Dieter Schmid - Feine Werkzeuge

Bohrwinde Troubleshooting

Abbildung unten: das Bohrfutter mit abgenommener Überwurfmutter. Der Vierkantschaft des Werkzeugs muß in dem viereckigen Loch am Grund des Bohrfutters stecken, damit die Bohrwinde effektiv eingesetzt werden kann. Die Spannbacken sind nicht dazu da, das Werkzeug (Bohrer oder Schraubeinsatz) gegen Verdrehen zu klemmen sondern nur zur Zentrierung.

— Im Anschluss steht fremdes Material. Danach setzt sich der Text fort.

//! In-memory storage backend for testing.

use super::{ObjectInfoStream, StorageBackend};
use crate::error::{ErrorKind, Result};
use crate::models::ObjectInfo;
use crate::path::validate as validate_path;
use async_stream::stream;
use async_trait::async_trait;
use std::collections::HashMap;
use std::path::{Path, PathBuf};
use std::sync::atomic::{AtomicUsize, Ordering};
use time::OffsetDateTime;
use tokio::sync::{Mutex, RwLock};

struct StoredObject {
    inserted: OffsetDateTime,
    content_type: String,
    data: Vec<u8>,
}

/// In-memory storage backend for testing.
///
/// Objects are stored in a `HashMap` behind a [`RwLock`]. The container
/// starts out missing (like a fresh S3 bucket) unless the backend is built
/// with [`with_files()`](Self::with_files): writes fail until
/// [`ensure_container()`](StorageBackend::ensure_container) has run.
///
/// Writes below a prefix can be made to fail with
/// [`fail_writes_under()`](Self::fail_writes_under) to exercise partial
/// failures.
///
/// # Examples
///
/// ```
/// use souvenir_storage::backend::{MockBackend, StorageBackend};
/// use std::path::Path;
///
/// # #[tokio::main(flavor = "current_thread")]
/// # async fn main() -> Result<(), Box<dyn std::error::Error>> {
/// let backend = MockBackend::default();
/// backend.ensure_container().await.unwrap();
/// backend.write(Path::new("books/u/BOOK-1"), b"data", "application/pdf").await.unwrap();
/// assert!(backend.exists(Path::new("books/u/BOOK-1")).await.unwrap());
/// # Ok(())
/// # }
/// ```
pub struct MockBackend {
    name: String,
    container: Mutex<bool>,
    containers_created: AtomicUsize,
    listings: AtomicUsize,
    failing_prefix: RwLock<Option<PathBuf>>,
    storage: RwLock<HashMap<PathBuf, StoredObject>>,
}

impl MockBackend {
    /// Create a mock backend with an existing container, pre-populated with
    /// objects.
    ///
    /// Panics if any path fails validation. If test setup is wrong, then the
    /// test should not pass.
    pub fn with_files(files: impl IntoIterator<Item = (impl Into<PathBuf>, impl Into<Vec<u8>>)>) -> Self {
        let mut map = HashMap::new();
        let now = OffsetDateTime::now_utc();
        for (path, data) in files {
            let path = path.into();
            let Ok(validated) = validate_path(&path) else {
                panic!("MockBackend::with_files: invalid path {}", path.display());
            };
            let object = StoredObject {
                inserted: now,
                content_type: "application/octet-stream".to_string(),
                data: data.into(),
            };
            map.insert(validated, object);
        }
        Self {
            name: "mock".to_string(),
            container: Mutex::new(true),
            containers_created: AtomicUsize::new(0),
            listings: AtomicUsize::new(0),
            failing_prefix: RwLock::new(None),
            storage: RwLock::new(map),
        }
    }

    /// Change the name of the mock backend.
    pub fn with_name(mut self, name: impl Into<String>) -> Self {
        self.name = name.into();
        self
    }

    /// Make every subsequent write below `prefix` fail with a network error.
    pub async fn fail_writes_under(&self, prefix: impl Into<PathBuf>) {
        *self.failing_prefix.write().await = Some(prefix.into());
    }

    /// Number of times [`ensure_container()`](StorageBackend::ensure_container)
    /// actually had to create the container.
    pub fn containers_created(&self) -> usize {
        self.containers_created.load(Ordering::SeqCst)
    }

    /// Number of listings started, whether or not they were consumed.
    pub fn listings(&self) -> usize {
        self.listings.load(Ordering::SeqCst)
    }

    async fn container_exists(&self) -> bool {
        *self.container.lock().await
    }

    fn object_info(path: &Path, object: &StoredObject) -> ObjectInfo {
        ObjectInfo::new(path, object.data.len() as u64, object.inserted).with_content_type(&object.content_type)
    }
}
impl Default for MockBackend {
    fn default() -> Self {
        let files: [(&str, &str); 0] = [];
        let backend = Self::with_files(files);
        Self {
            container: Mutex::new(false),
            ..backend
        }
    }
}

#[async_trait]
impl StorageBackend for MockBackend {
    fn name(&self) -> &str {
        &self.name
    }

    async fn ensure_container(&self) -> Result<()> {
        let mut exists = self.container.lock().await;
        if !*exists {
            // Give a concurrent caller the chance to queue up on the lock.
            tokio::task::yield_now().await;
            *exists = true;
            self.containers_created.fetch_add(1, Ordering::SeqCst);
        }
        Ok(())
    }

    fn list_stream<'a>(&'a self, prefix: Option<&'a Path>) -> ObjectInfoStream<'a> {
        self.listings.fetch_add(1, Ordering::SeqCst);
        let validated_prefix = match prefix.map(validate_path).transpose() {
            Ok(pfx) => pfx,
            Err(e) => return Box::pin(futures::stream::once(async { Err(e) })),
        };

        Box::pin(stream! {
            // Snapshot matching entries under the read lock, then drop it
            // before yielding to avoid holding the lock across yield points.
            let entries: Vec<ObjectInfo> = {
                let guard = self.storage.read().await;
                guard
                    .iter()
                    .filter(|(path, _)| match &validated_prefix {
                        Some(pfx) => path.starts_with(pfx),
                        None => true,
                    })
                    .map(|(path, object)| Self::object_info(path, object))
                    .collect()
            };
            for info in entries {
                yield Ok(info);
            }
        })
    }

    async fn exists(&self, path: &Path) -> Result<bool> {
        let path = validate_path(path)?;
        Ok(self.storage.read().await.contains_key(&path))
    }

    async fn read(&self, path: &Path) -> Result<Vec<u8>> {
        let path = validate_path(path)?;
        let guard = self.storage.read().await;
        let object = guard.get(&path).ok_or_else(|| exn::Exn::from(ErrorKind::NotFound(path.clone())))?;
        Ok(object.data.clone())
    }

    async fn write(&self, path: &Path, data: &[u8], content_type: &str) -> Result<()> {
        let path = validate_path(path)?;
        if !self.container_exists().await {
            exn::bail!(ErrorKind::BackendError(format!("container `{}` does not exist", self.name)));
        }
        if let Some(prefix) = self.failing_prefix.read().await.as_ref()
            && path.starts_with(prefix)
        {
            exn::bail!(ErrorKind::Network(format!("injected write failure for {}", path.display())));
        }
        let object = StoredObject {
            inserted: OffsetDateTime::now_utc(),
            content_type: content_type.to_string(),
            data: data.to_vec(),
        };
        self.storage.write().await.insert(path, object);
        Ok(())
    }

    async fn delete(&self, path: &Path) -> Result<()> {
        let path = validate_path(path)?;
        self.storage.write().await.remove(&path);
        Ok(())
    }

    async fn stat(&self, path: &Path) -> Result<ObjectInfo> {
        let path = validate_path(path)?;
        let guard = self.storage.read().await;
        let object = guard.get(&path).ok_or_else(|| exn::Exn::from(ErrorKind::NotFound(path.clone())))?;
        Ok(Self::object_info(&path, object))
    }

    fn url(&self, path: &Path) -> Result<String> {
        Ok(format!("mock://{}/{}", self.name, validate_path(path)?.display()))
    }
}

#[cfg(test)]
mod tests {
    use super::*;
    use std::sync::Arc;

    #[tokio::test]
    async fn test_write_requires_container() {
        let backend = MockBackend::default();
        let err = backend.write(Path::new("books/u/BOOK-1"), b"data", "application/pdf").await.unwrap_err();
        assert!(matches!(&*err, ErrorKind::BackendError(_)));
        backend.ensure_container().await.unwrap();
        backend.write(Path::new("books/u/BOOK-1"), b"data", "application/pdf").await.unwrap();
    }

    #[tokio::test]
    async fn test_write_and_read() {
        let backend = MockBackend::with_files([("seed.txt", "seed")]);
        backend.write(Path::new("test.txt"), b"hello", "text/plain").await.unwrap();
        assert_eq!(backend.read(Path::new("test.txt")).await.unwrap(), b"hello");
    }

    #[tokio::test]
    async fn test_read_not_found() {
        let backend = MockBackend::default();
        let err = backend.read(Path::new("missing.txt")).await.unwrap_err();
        assert!(matches!(&*err, ErrorKind::NotFound(_)));
    }

    #[tokio::test(flavor = "multi_thread", worker_threads = 2)]
    async fn test_ensure_container_concurrently_creates_once() {
        let backend = Arc::new(MockBackend::default());
        let (a, b) = tokio::join!(
            tokio::spawn({
                let backend = backend.clone();
                async move { backend.ensure_container().await }
            }),
            tokio::spawn({
                let backend = backend.clone();
                async move { backend.ensure_container().await }
            }),
        );
        assert!(a.unwrap().is_ok());
        assert!(b.unwrap().is_ok());
        assert_eq!(backend.containers_created(), 1);
    }

    #[tokio::test]
    async fn test_stat_keeps_content_type() {
        let backend = MockBackend::default();
        backend.ensure_container().await.unwrap();
        backend.write(Path::new("metadata/u/BOOK-1"), b"{}", "application/json").await.unwrap();
        let info = backend.stat(Path::new("metadata/u/BOOK-1")).await.unwrap();
        assert_eq!(info.size, 2);
        assert_eq!(info.content_type.as_deref(), Some("application/json"));
    }

    #[tokio::test]
    async fn test_injected_write_failure() {
        let backend = MockBackend::default();
        backend.ensure_container().await.unwrap();
        backend.fail_writes_under("books").await;
        let err = backend.write(Path::new("books/u/BOOK-1"), b"data", "application/pdf").await.unwrap_err();
        assert!(err.is_retryable());
        backend.write(Path::new("metadata/u/BOOK-1"), b"{}", "application/json").await.unwrap();
    }

    #[tokio::test]
    async fn test_delete_missing_is_ok() {
        let backend = MockBackend::with_files([("books/u/BOOK-1", "data")]);
        backend.delete(Path::new("books/u/BOOK-1")).await.unwrap();
        backend.delete(Path::new("books/u/BOOK-1")).await.unwrap();
        assert!(!backend.exists(Path::new("books/u/BOOK-1")).await.unwrap());
    }

    #[tokio::test]
    async fn test_list_with_prefix() {
        let backend = MockBackend::with_files([
            ("books/alice/BOOK-1", "a"),
            ("books/alice/BOOK-2", "b"),
            ("metadata/alice/BOOK-1", "c"),
        ]);
        assert_eq!(backend.list(Some(Path::new("books"))).await.unwrap().len(), 2);
        assert_eq!(backend.list(None).await.unwrap().len(), 3);
        assert_eq!(backend.listings(), 2);
    }

    #[tokio::test]
    async fn test_path_traversal_rejected() {
        let backend = MockBackend::with_files([("a", "b")]);
        assert!(backend.read(Path::new("../etc/passwd")).await.is_err());
        assert!(backend.write(Path::new("../escape"), b"bad", "text/plain").await.is_err());
    }

    #[test]
    #[should_panic(expected = "invalid path")]
    fn test_with_files_panics_on_bad_path() {
        MockBackend::with_files([("../escape", "bad")]);
    }
}
use serde::{Deserialize, Serialize};

/// Minimum number of pages in a book, whatever the volume of messages.
pub const MIN_PAGES: u64 = 10;
/// Message lines laid out on one page.
pub const MESSAGES_PER_PAGE: u64 = 50;

/// Message counts of an extracted archive.
#[derive(Debug, Clone, Copy, PartialEq, Eq, Serialize, Deserialize)]
#[serde(rename_all = "camelCase")]
pub struct AggregationResult {
    /// Sum of the line counts of eligible (`.json`/`.txt`) files.
    pub total_messages: u64,
    /// Number of files in the archive, eligible or not.
    pub conversation_files: usize,
    /// Number of files whose lines were counted.
    pub eligible_files: usize,
    pub estimated_pages: u64,
}
impl AggregationResult {
    pub fn new(total_messages: u64, conversation_files: usize, eligible_files: usize) -> Self {
        Self {
            total_messages,
            conversation_files,
            eligible_files,
            estimated_pages: estimate_pages(total_messages),
        }
    }
}

pub(crate) fn estimate_pages(total_messages: u64) -> u64 {
    MIN_PAGES.max(total_messages / MESSAGES_PER_PAGE)
}
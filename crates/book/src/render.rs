//! Payload rendering.
//!
//! The payload is a plain-text description of the book standing in for a
//! rendered document. It is produced from an [upon] template with these
//! variables:
//!
//! | Variable     | Type             | Description                       |
//! |--------------|------------------|-----------------------------------|
//! | `title`      | `String`         | Configured title, or the default  |
//! | `book_id`    | `String`         | Generated book identifier         |
//! | `page_count` | `u64`            | Number of pages                   |
//! | `format`     | `Option<String>` | Configured `format` option        |
//! | `style`      | `Option<String>` | Configured `style` option         |
//! | `pages`      | list             | `number`, `kind` and `content`    |

use crate::error::{Error, ErrorKind, Result};
use crate::models::{BookConfig, BookId, Page};
use exn::ResultExt;
use std::str::FromStr;
use tracing::instrument;
use upon::{Engine, Template, Value};

pub const DEFAULT_TEMPLATE: &str = "\
{{ title }}
Book ID: {{ book_id }}
Pages: {{ page_count }}
{% if format %}Format: {{ format }}
{% endif %}{% if style %}Style: {{ style }}
{% endif %}
{% for page in pages %}{{ page.number }} [{{ page.kind }}] {{ page.content }}
{% endfor %}";

/// Renders page sequences into payload bytes.
///
/// Constructed via [`FromStr`], which compiles the template eagerly so that
/// syntax errors surface at creation time rather than at render time.
pub struct PayloadRenderer {
    engine: Engine<'static>,
    template: Template<'static>,
}
impl FromStr for PayloadRenderer {
    type Err = Error;

    fn from_str(s: &str) -> std::result::Result<Self, Self::Err> {
        let engine = Engine::new();
        let template = engine.compile(s.to_string()).or_raise(|| ErrorKind::Template)?;
        Ok(Self { engine, template })
    }
}
impl PayloadRenderer {
    pub fn new() -> Result<Self> {
        DEFAULT_TEMPLATE.parse()
    }

    #[instrument(skip_all, fields(%book_id, pages = pages.len()))]
    pub fn render(&self, book_id: &BookId, config: &BookConfig, pages: &[Page]) -> Result<Vec<u8>> {
        let rendered = self
            .template
            .render(&self.engine, Self::parameters(book_id, config, pages))
            .to_string()
            .or_raise(|| ErrorKind::Template)?;
        Ok(rendered.into_bytes())
    }

    fn parameters(book_id: &BookId, config: &BookConfig, pages: &[Page]) -> Value {
        let pages: Vec<Value> = pages
            .iter()
            .map(|page| {
                upon::value! {
                    number: page.number,
                    kind: page.kind.as_str(),
                    content: page.content.as_str(),
                }
            })
            .collect();
        upon::value! {
            title: config.title(),
            book_id: book_id.as_str(),
            page_count: pages.len() as u64,
            format: config.format(),
            style: config.style(),
            pages: Value::List(pages),
        }
    }
}
//! One submission through the whole pipeline: extract, aggregate,
//! synthesize, publish.

use crate::error::{Error, ErrorKind, Result};
use crate::publisher::{ArtifactLocation, BookStatus, PublishRequest, Publisher};
use exn::ResultExt;
use serde::Serialize;
use souvenir_archive::ExtractLimits;
use souvenir_book::models::{ArchiveSummary, BookConfig, BookId, UserId};
use souvenir_jobs::{Job, JobRepository};
use std::fmt::{Debug, Formatter, Result as FmtResult};
use time::OffsetDateTime;
use tracing::instrument;

/// An uploaded archive and everything needed to turn it into a book.
#[derive(Clone)]
pub struct Submission {
    pub archive: Vec<u8>,
    pub archive_name: String,
    /// Verified by the caller; validated here only as a storage key segment.
    pub user_id: String,
    pub config: BookConfig,
}
impl Debug for Submission {
    fn fmt(&self, f: &mut Formatter<'_>) -> FmtResult {
        f.debug_struct("Submission")
            .field("archive", &format_args!("<{} bytes>", self.archive.len()))
            .field("archive_name", &self.archive_name)
            .field("user_id", &self.user_id)
            .field("config", &self.config)
            .finish()
    }
}

/// A successfully published book.
#[derive(Debug, Clone)]
pub struct Generated {
    pub book_id: BookId,
    pub user_id: UserId,
    pub location: ArtifactLocation,
    pub pages: u64,
    pub created_at: OffsetDateTime,
}

/// Caller-facing outcome of a generation. Failures are reported here, never
/// raised.
#[derive(Debug, Clone, PartialEq, Eq, Serialize)]
#[serde(rename_all = "camelCase")]
pub struct GenerationResult {
    pub success: bool,
    pub book_id: String,
    pub book_url: Option<String>,
    pub pages: u64,
    #[serde(with = "time::serde::rfc3339")]
    pub created_at: OffsetDateTime,
    pub message: String,
    pub error: Option<String>,
}
impl GenerationResult {
    pub fn completed(generated: &Generated) -> Self {
        Self {
            success: true,
            book_id: generated.book_id.to_string(),
            book_url: Some(generated.location.url.clone()),
            pages: generated.pages,
            created_at: generated.created_at,
            message: "Book generated successfully".to_string(),
            error: None,
        }
    }

    pub fn failed(book_id: &BookId, created_at: OffsetDateTime, err: &Error) -> Self {
        Self {
            success: false,
            book_id: book_id.to_string(),
            book_url: None,
            pages: 0,
            created_at,
            message: "Book generation failed".to_string(),
            error: Some((**err).to_string()),
        }
    }
}

/// Combined view of a book: what storage holds, and what the job store
/// recorded about its generation.
#[derive(Debug, Clone, PartialEq, Eq, Serialize)]
#[serde(rename_all = "camelCase")]
pub struct GenerationStatus {
    #[serde(flatten)]
    pub book: BookStatus,
    pub job: Option<Job>,
}

pub struct Generator {
    publisher: Publisher,
    limits: ExtractLimits,
    jobs: Option<JobRepository>,
}
impl Generator {
    pub fn new(publisher: Publisher, limits: ExtractLimits) -> Self {
        Self {
            publisher,
            limits,
            jobs: None,
        }
    }

    /// Attach a job store so that [`status()`](Self::status) reports job
    /// records too.
    pub fn with_jobs(mut self, jobs: JobRepository) -> Self {
        self.jobs = Some(jobs);
        self
    }

    pub fn publisher(&self) -> &Publisher {
        &self.publisher
    }

    /// Generate a book under a freshly assigned id.
    pub async fn generate(&self, submission: Submission) -> GenerationResult {
        let book_id = BookId::generate();
        let started = OffsetDateTime::now_utc();
        match self.run(&book_id, submission).await {
            Ok(generated) => GenerationResult::completed(&generated),
            Err(err) => {
                tracing::warn!(%book_id, error = ?err, "Book generation failed");
                GenerationResult::failed(&book_id, started, &err)
            },
        }
    }

    /// Generate a book under `book_id`, returning typed errors.
    #[instrument(skip_all, fields(%book_id, user_id = %submission.user_id, archive = %submission.archive_name))]
    pub async fn run(&self, book_id: &BookId, submission: Submission) -> Result<Generated> {
        let Submission {
            archive,
            archive_name,
            user_id,
            config,
        } = submission;
        let user_id = parse_user(user_id)?;
        let limits = self.limits;
        let layout_config = config.clone();
        let (summary, messages, pages) = tokio::task::spawn_blocking(move || {
            let content = souvenir_archive::extract(&archive, archive_name, &limits).map_err(|err| {
                let reason = (*err).to_string();
                err.raise(ErrorKind::MalformedArchive(reason))
            })?;
            let messages = souvenir_book::aggregate(&content);
            let pages = souvenir_book::synthesize(&messages, &layout_config);
            Ok::<_, Error>((ArchiveSummary::from(&content), messages, pages))
        })
        .await
        .or_raise(|| ErrorKind::Task)??;
        tracing::info!(
            messages = messages.total_messages,
            files = messages.conversation_files,
            pages = pages.len(),
            "Laid out book"
        );

        let created_at = OffsetDateTime::now_utc();
        let page_count = pages.len() as u64;
        let request = PublishRequest {
            book_id: book_id.clone(),
            user_id: user_id.clone(),
            config,
            archive: summary,
            messages,
            created_at,
        };
        let location = self.publisher.publish(pages, request).await?;
        Ok(Generated {
            book_id: book_id.clone(),
            user_id,
            location,
            pages: page_count,
            created_at,
        })
    }

    #[instrument(skip(self))]
    pub async fn status(&self, book_id: &str) -> Result<GenerationStatus> {
        let book_id = parse_book(book_id)?;
        let job = match &self.jobs {
            Some(jobs) => jobs.get(book_id.as_str()).await.or_raise(|| ErrorKind::Jobs)?,
            None => None,
        };
        // A job record names the owner, which avoids scanning for it.
        let book = match job.as_ref().and_then(|job| UserId::parse(job.user_id.as_str()).ok()) {
            Some(user_id) => self.publisher.status_of(&book_id, &user_id).await?,
            None => self.publisher.status(&book_id).await?,
        };
        Ok(GenerationStatus { book, job })
    }
}

fn invalid(err: souvenir_book::error::Error) -> Error {
    let reason = (*err).to_string();
    err.raise(ErrorKind::InvalidIdentifier(reason))
}

pub(crate) fn parse_user(value: impl Into<String>) -> Result<UserId> {
    UserId::parse(value).map_err(invalid)
}

pub(crate) fn parse_book(value: impl Into<String>) -> Result<BookId> {
    BookId::parse(value).map_err(invalid)
}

abgenommene Überwurfmutter

Abbildung unten: Das Bohrfutter mit aufgestecktem Schraubendrehereinsatz. Rechts nochmal der Schraubendrehereinsatz in der Gesamtansicht.

Mit Schraubenzieher

Abbildung unten: Bohrfutter zerlegt. Vereinzelt kann es vorkommen, insbesondere bei schwererer Belastung, daß der Einsatz aus Zinkdruckguß mit dem Vierkantloch sich löst, da er in der Hülse nur durch Klemmung, also kraftschlüssig und nicht formschlüssig befestigt ist. Dies ist ein Mangel in der Konstruktion seitens des Herstellers. Wir arbeiten an einer Lösung. Im Moment sehen wir nur die Möglichkeit, durch das Gewinde in den Einsatz aus Zinkdruckguß ein Loch zu bohren um diesen mit einem Splint zu sichern um auf diese Weise eine Verdrehsicherung zu erhalten. Das Loch muß ca 10 mm unterhalb des Gewinderandes zwischen zwei Spannbackenfedern gebohrt werden. Der Splint muß auch kurz genug sein, damit er nicht in das Vierkantloch hineinragt.